13 February 2023

EU agriculture mixes strategies against climate and geopolitical shocks

Tra le forme di agricoltura mista, l’agropastorizia combina le coltivazioni e l’allevamento del bestiame. Foto: Michael Trolove Attribution-ShareAlike 2.0 Generic (CC BY-SA 2.0)

Combining different crops and mixing agriculture with livestock and forest management makes it possible to better respond to climate challenges and current crises. From Horizon magazine, a review of two European projects

by Matteo Cavallito


Mixing different forms of agriculture, agroforestry and animal farming to counter geopolitical, macroeconomic and climate shocks. That’s the choice of some European operators called to find solutions to the current global crises, writes Horizon magazine, a publication of the EU Commission.

“The COVID-19 pandemic led to bare shelves in supermarkets as shipping routes were cut off. The war in Ukraine has affected the supply of essential grains,” says the magazine focused on research and innovation. “But increased climate change stands to cause even greater disruption”. Part of the solution, some researchers say, “is for farms to become more mixed through some combination of crop cultivation, livestock production and forestry, a move that would also make agriculture more sustainable.”

The AGROMIX Project

One of the initiatives is AGROMIX, a project that will end in 2024 and extends over twelve pilot and nine experimental sites spread across three climate zones: Atlantic, inland continental, and Mediterranean. The farms involved, Horizon explains, “are experimenting with combining crop and livestock production in one farm (mixed farming) and with pairing farming and forestry activities (agroforestry).” With excellent results.

Poultry grazing in orchards is an example of a mixed-farming approach,” the magazine says. “The results reveal interesting synergies and promising effects, including improvements in soil health.”

The basic idea is still the same: combine different factors by offsetting negative effects and generating benefits. Maintaining trees and hedges in pastures, for example, contributes to animal health, especially during warmer periods, by offsetting emissions. And it is always plants that increase the carbon sequestration capacity of the soil and help prevent flooding.

Mixed farming

Mixed farming ideally stands in contrast to agricultural specialization, the trend established with the development of the agribusiness industry. Mixing different crops or activities, FAO notes, inherently produces advantages and disadvantages. Therefore, operators are called upon to balance the different elements to produce the best overall result.

“Trees in and on the edge of a crop field generally reduce the grain yield,” says the UN organization. “But the combination of the trees (for fodder and timber) and crops is valuable, because each of the components produces useful products for the farm (people and animals included).”

Mixed farming, the FAO continues, takes on different characteristics depending on the impact of external factors – climate, market prices, technology – and internal factors, such as soil characteristics. “Farmers can decide to opt for mixed enterprises when they want to save resources by interchanging them on the farm – because these permit wider crop rotations and thus reduce dependence on chemicals, because they consider mixed systems closer to nature, or because they allow diversification for better risk management.”

Agriculture and forests, a winning combination

Another example of positive “contamination” of different elements is the MIXED project at Aarhus University, in Denmark. The initiative aims to combine mixed, agropastoral and agroforestry systems to make agriculture more efficient and resilient. Inspiring the operation is the experience of traditional agroforestry techniques used in Portugal’s Tagus Valley: in winter, fields are plowed and sown with cereals. In summer, the land is converted to pasture. The presence of oak trees creates shade and supports the water cycle.

“Danish farms in the project have taken a different approach, looking at how farmers can use coppicing to create a carbon sink“, writes Horizon. “Coppicing is a pruning technique that cuts trees to ground level, causing new shoots to grow rapidly from the base to form a bush”.

Bushes are pruned and spread on the ground, thus creating a natural mulch while improving soil quality. The ultimate goal of the project is to create a European database of mixed farming and agroforestry practices that can provide useful information and concrete examples to farmers.

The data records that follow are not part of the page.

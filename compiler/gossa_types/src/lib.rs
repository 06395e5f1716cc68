//! Go type model.
//!
//! All types of a program live in one [`Pool`] and are addressed by a 32-bit
//! [`Idx`]. The pool is filled by the external type checker (through the
//! constructors in `pool/construct.rs`) and extended by the SSA builder when
//! it instantiates generic code; after building, the interpreter only reads
//! it.
//!
//! # Identity
//!
//! - Structural types are hash-consed, so structural identity is `Idx`
//!   equality.
//! - Named types and type parameters are nominal: one `Idx` per
//!   declaration.
//! - Generic instances are cached by `(template, type arguments)`.
//!
//! # Modules
//!
//! - [`idx`], [`tag`], [`item`], [`flags`]: the compact representation
//! - [`pool`]: storage, construction, queries, formatting
//! - [`predicates`]: assignability, comparability, interface satisfaction
//! - [`method_set`]: cached method sets with embedding promotion
//! - [`subst`]: substitution and instantiation

pub mod flags;
pub mod idx;
pub mod item;
pub mod method_set;
pub mod pool;
pub mod predicates;
pub mod subst;
pub mod tag;

pub use flags::TypeFlags;
pub use idx::Idx;
pub use item::Item;
pub use method_set::{MethodEntry, MethodSet, MethodSets, MethodTarget};
pub use pool::{Field, IfaceMethod, Method, NamedInfo, Pool, TypeParamInfo, UnionTerm};
pub use predicates::MissingMethod;
pub use subst::SubstMap;
pub use tag::{ChanDir, Tag};
impl AstBuilder {
    pub fn new(package: &str, interner: SharedInterner) -> Self {
        let name = interner.intern(package);
        AstBuilder {
            pkg: Package {
                name,
                ..Package::default()
            },
            interner,
            pos: 0,
        }
    }

    pub fn interner(&self) -> &SharedInterner {
        &self.interner
    }

    pub fn name(&self, s: &str) -> Name {
        self.interner.intern(s)
    }

    /// The package built so far.
    pub fn package(&self) -> &Package {
        &self.pkg
    }

    pub fn finish(self) -> Package {
        self.pkg
    }

    fn next_span(&mut self) -> Span {
        let span = Span::new(self.pos, self.pos + 1);
        self.pos += 1;
        span
    }

    // Declarations

    pub fn local(&mut self, name: &str, ty: Idx) -> LocalId {
        let id = LocalId::new(self.pkg.locals.len() as u32);
        let span = self.next_span();
        let name = self.name(name);
        self.pkg.locals.push(LocalDecl { name, ty, span });
        id
    }

    pub fn global(&mut self, name: &str, ty: Idx) -> GlobalId {
        let id = GlobalId::new(self.pkg.globals.len() as u32);
        let span = self.next_span();
        let name = self.name(name);
        self.pkg.globals.push(GlobalDecl { name, ty, span });
        id
    }

    /// Declare a function without parameters or body; fill them in later
    /// with [`set_params`](Self::set_params) / [`set_body`](Self::set_body)
    /// so bodies can refer to the function recursively.
    pub fn declare_func(&mut self, name: &str, sig: Idx) -> FuncId {
        let id = FuncId::new(self.pkg.funcs.len() as u32);
        let span = self.next_span();
        let name = self.name(name);
        self.pkg.funcs.push(FuncDecl {
            id,
            name,
            recv: None,
            type_params: Vec::new(),
            sig,
            params: Vec::new(),
            results: Vec::new(),
            body: None,
            span,
        });
        if self.interner.lookup(name) == "main" {
            self.pkg.main = Some(id);
        }
        id
    }

    pub fn set_params(
        &mut self,
        func: FuncId,
        params: Vec<Option<LocalId>>,
        results: Vec<Option<LocalId>>,
    ) {
        let decl = &mut self.pkg.funcs[func.index()];
        decl.params = params;
        decl.results = results;
    }

    pub fn set_body(&mut self, func: FuncId, body: Vec<StmtId>) {
        self.pkg.funcs[func.index()].body = Some(body);
    }

    pub fn set_recv(&mut self, func: FuncId, local: Option<LocalId>, ty: Idx) {
        self.pkg.funcs[func.index()].recv = Some(Receiver { local, ty });
        // Methods never act as the program entry point.
        if self.pkg.main == Some(func) {
            self.pkg.main = None;
        }
    }

    pub fn set_type_params(&mut self, func: FuncId, params: Vec<Idx>) {
        self.pkg.funcs[func.index()].type_params = params;
    }

    /// Declare a complete function in one step.
    pub fn func(
        &mut self,
        name: &str,
        sig: Idx,
        params: Vec<Option<LocalId>>,
        results: Vec<Option<LocalId>>,
        body: Vec<StmtId>,
    ) -> FuncId {
        let id = self.declare_func(name, sig);
        self.set_params(id, params, results);
        self.set_body(id, body);
        id
    }

    pub fn var_init(&mut self, lhs: Vec<Option<GlobalId>>, rhs: Vec<ExprId>) {
        self.pkg.var_inits.push(VarInit { lhs, rhs });
    }

    pub fn add_init(&mut self, func: FuncId) {
        self.pkg.inits.push(func);
    }

    // Expressions

    pub fn expr(&mut self, kind: ExprKind, ty: Idx) -> ExprId {
        let id = ExprId::new(self.pkg.exprs.len() as u32);
        let span = self.next_span();
        self.pkg.exprs.push(Expr::new(kind, ty, span));
        id
    }

    pub fn ty_of(&self, e: ExprId) -> Idx {
        self.pkg.expr(e).ty
    }

    pub fn constant(&mut self, value: ConstValue, ty: Idx) -> ExprId {
        self.expr(ExprKind::Const(value), ty)
    }

    pub fn int(&mut self, v: i64) -> ExprId {
        self.constant(ConstValue::Int(i128::from(v)), Idx::INT)
    }

    pub fn typed_int(&mut self, v: i64, ty: Idx) -> ExprId {
        self.constant(ConstValue::Int(i128::from(v)), ty)
    }

    pub fn float(&mut self, v: f64) -> ExprId {
        self.constant(ConstValue::Float(v), Idx::FLOAT64)
    }

    pub fn string(&mut self, s: &str) -> ExprId {
        self.constant(ConstValue::string(s), Idx::STRING)
    }

    pub fn bool(&mut self, b: bool) -> ExprId {
        self.constant(ConstValue::Bool(b), Idx::BOOL)
    }

    /// Typed `nil` of a pointer, slice, map, chan, func or interface type.
    pub fn nil(&mut self, ty: Idx) -> ExprId {
        self.constant(ConstValue::Nil, ty)
    }

    pub fn local_ref(&mut self, local: LocalId) -> ExprId {
        let ty = self.pkg.local(local).ty;
        self.expr(ExprKind::Local(local), ty)
    }

    pub fn global_ref(&mut self, global: GlobalId) -> ExprId {
        let ty = self.pkg.global(global).ty;
        self.expr(ExprKind::Global(global), ty)
    }

    pub fn func_ref(&mut self, func: FuncId) -> ExprId {
        let ty = self.pkg.func(func).sig;
        self.expr(ExprKind::Func(func), ty)
    }

    /// `f[targs]` with the instantiated signature.
    pub fn instance(&mut self, func: FuncId, targs: Vec<Idx>, sig: Idx) -> ExprId {
        self.expr(ExprKind::Instance { func, targs }, sig)
    }

    pub fn builtin(&mut self, b: Builtin) -> ExprId {
        self.expr(ExprKind::Builtin(b), Idx::INVALID)
    }

    pub fn intrinsic(&mut self, i: Intrinsic) -> ExprId {
        self.expr(ExprKind::Intrinsic(i), Idx::INVALID)
    }

    pub fn blank(&mut self) -> ExprId {
        self.expr(ExprKind::Blank, Idx::INVALID)
    }

    pub fn call(&mut self, func: ExprId, args: Vec<ExprId>, ty: Idx) -> ExprId {
        self.expr(
            ExprKind::Call {
                func,
                args,
                ellipsis: false,
            },
            ty,
        )
    }

    /// `f(args...)`
    pub fn call_spread(&mut self, func: ExprId, args: Vec<ExprId>, ty: Idx) -> ExprId {
        self.expr(
            ExprKind::Call {
                func,
                args,
                ellipsis: true,
            },
            ty,
        )
    }

    /// Call of a builtin.
    pub fn call_builtin(&mut self, b: Builtin, args: Vec<ExprId>, ty: Idx) -> ExprId {
        let f = self.builtin(b);
        self.call(f, args, ty)
    }

    /// Call of an intrinsic.
    pub fn call_intrinsic(&mut self, i: Intrinsic, args: Vec<ExprId>, ty: Idx) -> ExprId {
        let f = self.intrinsic(i);
        self.call(f, args, ty)
    }

    /// Call of a declared function by id; `ty` is the result type.
    pub fn call_func(&mut self, func: FuncId, args: Vec<ExprId>, ty: Idx) -> ExprId {
        let f = self.func_ref(func);
        self.call(f, args, ty)
    }

    pub fn binary(&mut self, op: BinaryOp, x: ExprId, y: ExprId, ty: Idx) -> ExprId {
        self.expr(ExprKind::Binary { op, x, y }, ty)
    }

    /// Comparison or logical operator; the result is `bool`.
    pub fn cmp(&mut self, op: BinaryOp, x: ExprId, y: ExprId) -> ExprId {
        self.binary(op, x, y, Idx::BOOL)
    }

    /// Operator whose result has the left operand's type.
    pub fn arith(&mut self, op: BinaryOp, x: ExprId, y: ExprId) -> ExprId {
        let ty = self.ty_of(x);
        self.binary(op, x, y, ty)
    }

    pub fn unary(&mut self, op: UnaryOp, x: ExprId) -> ExprId {
        let ty = self.ty_of(x);
        self.expr(ExprKind::Unary { op, x }, ty)
    }

    pub fn field(&mut self, x: ExprId, path: Vec<u32>, ty: Idx) -> ExprId {
        self.expr(ExprKind::Field { x, path }, ty)
    }

    pub fn method(&mut self, recv: ExprId, method: &str, sig: Idx) -> ExprId {
        let method = self.name(method);
        self.expr(ExprKind::Method { recv, method }, sig)
    }

    pub fn index(&mut self, x: ExprId, index: ExprId, ty: Idx) -> ExprId {
        self.expr(
            ExprKind::Index {
                x,
                index,
                comma_ok: false,
            },
            ty,
        )
    }

    /// `v, ok := m[k]`; `ty` is the `(V, bool)` tuple.
    pub fn index_ok(&mut self, x: ExprId, index: ExprId, ty: Idx) -> ExprId {
        self.expr(
            ExprKind::Index {
                x,
                index,
                comma_ok: true,
            },
            ty,
        )
    }

    pub fn slice(
        &mut self,
        x: ExprId,
        low: Option<ExprId>,
        high: Option<ExprId>,
        max: Option<ExprId>,
        ty: Idx,
    ) -> ExprId {
        self.expr(ExprKind::Slice { x, low, high, max }, ty)
    }

    pub fn type_assert(&mut self, x: ExprId, ty: Idx) -> ExprId {
        self.expr(
            ExprKind::TypeAssert {
                x,
                ty,
                comma_ok: false,
            },
            ty,
        )
    }

    /// `v, ok := x.(T)`; `tuple` is the `(T, bool)` tuple.
    pub fn type_assert_ok(&mut self, x: ExprId, ty: Idx, tuple: Idx) -> ExprId {
        self.expr(
            ExprKind::TypeAssert {
                x,
                ty,
                comma_ok: true,
            },
            tuple,
        )
    }

    pub fn deref(&mut self, x: ExprId, ty: Idx) -> ExprId {
        self.expr(ExprKind::Deref(x), ty)
    }

    pub fn addr_of(&mut self, x: ExprId, ty: Idx) -> ExprId {
        self.expr(ExprKind::AddrOf(x), ty)
    }

    pub fn recv(&mut self, ch: ExprId, ty: Idx) -> ExprId {
        self.expr(
            ExprKind::Recv {
                ch,
                comma_ok: false,
            },
            ty,
        )
    }

    pub fn recv_ok(&mut self, ch: ExprId, tuple: Idx) -> ExprId {
        self.expr(ExprKind::Recv { ch, comma_ok: true }, tuple)
    }

    pub fn convert(&mut self, x: ExprId, ty: Idx) -> ExprId {
        self.expr(ExprKind::Convert(x), ty)
    }

    pub fn composite(&mut self, ty: Idx, elems: Vec<CompositeElem>) -> ExprId {
        self.expr(ExprKind::Composite { elems }, ty)
    }

    /// Composite literal with positional elements.
    pub fn composite_values(&mut self, ty: Idx, values: Vec<ExprId>) -> ExprId {
        let elems = values
            .into_iter()
            .map(|value| CompositeElem { key: None, value })
            .collect();
        self.composite(ty, elems)
    }

    pub fn func_lit(
        &mut self,
        sig: Idx,
        params: Vec<Option<LocalId>>,
        results: Vec<Option<LocalId>>,
        body: Vec<StmtId>,
    ) -> ExprId {
        self.expr(
            ExprKind::FuncLit(Box::new(FuncLit {
                sig,
                params,
                results,
                body,
            })),
            sig,
        )
    }

    // Statements

    pub fn stmt(&mut self, kind: StmtKind) -> StmtId {
        let id = StmtId::new(self.pkg.stmts.len() as u32);
        let span = self.next_span();
        self.pkg.stmts.push(Stmt::new(kind, span));
        id
    }

    pub fn empty(&mut self) -> StmtId {
        self.stmt(StmtKind::Empty)
    }

    pub fn expr_stmt(&mut self, e: ExprId) -> StmtId {
        self.stmt(StmtKind::Expr(e))
    }

    pub fn define(&mut self, lhs: Vec<Option<LocalId>>, rhs: Vec<ExprId>) -> StmtId {
        self.stmt(StmtKind::Define { lhs, rhs })
    }

    /// `x := e`
    pub fn define1(&mut self, local: LocalId, rhs: ExprId) -> StmtId {
        self.define(vec![Some(local)], vec![rhs])
    }

    pub fn assign(&mut self, lhs: Vec<ExprId>, rhs: Vec<ExprId>) -> StmtId {
        self.stmt(StmtKind::Assign { lhs, rhs })
    }

    /// `x = e` for a local.
    pub fn assign_local(&mut self, local: LocalId, rhs: ExprId) -> StmtId {
        let lhs = self.local_ref(local);
        self.assign(vec![lhs], vec![rhs])
    }

    pub fn op_assign(&mut self, op: BinaryOp, lhs: ExprId, rhs: ExprId) -> StmtId {
        self.stmt(StmtKind::OpAssign { op, lhs, rhs })
    }

    pub fn inc(&mut self, x: ExprId) -> StmtId {
        self.stmt(StmtKind::IncDec { x, inc: true })
    }

    pub fn dec(&mut self, x: ExprId) -> StmtId {
        self.stmt(StmtKind::IncDec { x, inc: false })
    }

    pub fn send(&mut self, ch: ExprId, value: ExprId) -> StmtId {
        self.stmt(StmtKind::Send { ch, value })
    }

    pub fn go(&mut self, call: ExprId) -> StmtId {
        self.stmt(StmtKind::Go(call))
    }

    pub fn defer(&mut self, call: ExprId) -> StmtId {
        self.stmt(StmtKind::Defer(call))
    }

    pub fn ret(&mut self, values: Vec<ExprId>) -> StmtId {
        self.stmt(StmtKind::Return(values))
    }

    pub fn brk(&mut self, label: Option<&str>) -> StmtId {
        let label = label.map(|l| self.name(l));
        self.stmt(StmtKind::Break(label))
    }

    pub fn cont(&mut self, label: Option<&str>) -> StmtId {
        let label = label.map(|l| self.name(l));
        self.stmt(StmtKind::Continue(label))
    }

    pub fn goto(&mut self, label: &str) -> StmtId {
        let label = self.name(label);
        self.stmt(StmtKind::Goto(label))
    }

    pub fn fallthrough(&mut self) -> StmtId {
        self.stmt(StmtKind::Fallthrough)
    }

    pub fn block(&mut self, stmts: Vec<StmtId>) -> StmtId {
        self.stmt(StmtKind::Block(stmts))
    }

    pub fn if_(
        &mut self,
        init: Option<StmtId>,
        cond: ExprId,
        then: Vec<StmtId>,
        els: Option<StmtId>,
    ) -> StmtId {
        self.stmt(StmtKind::If {
            init,
            cond,
            then,
            els,
        })
    }

    pub fn for_(
        &mut self,
        init: Option<StmtId>,
        cond: Option<ExprId>,
        post: Option<StmtId>,
        body: Vec<StmtId>,
    ) -> StmtId {
        self.stmt(StmtKind::For {
            init,
            cond,
            post,
            body,
        })
    }

    pub fn range(
        &mut self,
        key: Option<RangeTarget>,
        value: Option<RangeTarget>,
        x: ExprId,
        body: Vec<StmtId>,
    ) -> StmtId {
        self.stmt(StmtKind::Range {
            key,
            value,
            x,
            body,
        })
    }

    pub fn case(&mut self, exprs: Vec<ExprId>, body: Vec<StmtId>) -> CaseClause {
        let span = self.next_span();
        CaseClause { exprs, body, span }
    }

    pub fn switch(
        &mut self,
        init: Option<StmtId>,
        tag: Option<ExprId>,
        clauses: Vec<CaseClause>,
    ) -> StmtId {
        self.stmt(StmtKind::Switch { init, tag, clauses })
    }

    pub fn type_case(
        &mut self,
        types: Vec<Option<Idx>>,
        local: Option<LocalId>,
        body: Vec<StmtId>,
    ) -> TypeClause {
        let span = self.next_span();
        TypeClause {
            types,
            local,
            body,
            span,
        }
    }

    pub fn type_switch(
        &mut self,
        init: Option<StmtId>,
        x: ExprId,
        clauses: Vec<TypeClause>,
    ) -> StmtId {
        self.stmt(StmtKind::TypeSwitch { init, x, clauses })
    }

    pub fn comm(&mut self, comm: Option<StmtId>, body: Vec<StmtId>) -> CommClause {
        let span = self.next_span();
        CommClause { comm, body, span }
    }

    pub fn select(&mut self, clauses: Vec<CommClause>) -> StmtId {
        self.stmt(StmtKind::Select { clauses })
    }

    pub fn labeled(&mut self, label: &str, stmt: StmtId) -> StmtId {
        let label = self.name(label);
        self.stmt(StmtKind::Labeled { label, stmt })
    }
}
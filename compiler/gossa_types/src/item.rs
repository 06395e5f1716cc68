//! Compact type item storage.

use crate::{Idx, Tag};

/// A single type item in the pool.
///
/// - `tag`: identifies the type kind (see [`Tag`])
/// - `data`: child index, extra-array offset or side-table index
#[derive(Copy, Clone, Debug, PartialEq, Eq)]
#[repr(C)]
pub struct Item {
    pub tag: Tag,
    pub data: u32,
}

impl Item {
    /// Create a new item with the given tag and data.
    #[inline]
    pub const fn new(tag: Tag, data: u32) -> Self {
        Self { tag, data }
    }

    /// Create a basic type item.
    #[inline]
    pub const fn basic(tag: Tag) -> Self {
        Self { tag, data: 0 }
    }

    /// Get the child index for single-child types.
    #[inline]
    pub const fn child(self) -> Idx {
        Idx::from_raw(self.data)
    }
}

gossa_ir::static_assert_size!(Item, 8);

The benefits of agroforestry

The benefits of agroforestry – that is, of establishing an agricultural system that combines traditional activities such as crops and livestock with the planting and management of trees – has long attracted the interest of experts, not only in the EU. A recent report by Woodland Trust, an organization promoting the restoration of Britain’s forests, for example, specifically highlighted several benefits associated with the practice.

“Bringing more trees into farmed landscapes will make them more resilient economically and environmentally,” says the research. “Trees on farms combine productivity with support for biodiversity, increasing the carbon stored in the land and helping us meet our commitments on climate and nature.”

On average, cultivated land in the UK releases nearly 2 tons of CO2 per hectare each year; land used for livestock almost four tons. In contrast, the report notes, “Over 30 years, silvoarable systems can sequester the equivalent of eight tonnes of CO2 per hectare per year.” Moreover, “Establishing silvopastoral agroforestry on 30% of UK grassland would result in net zero emissions from the grassland sector by 2050, and a net sequestration rate of 21 million tonnes of CO2 equivalent per year by 2062.”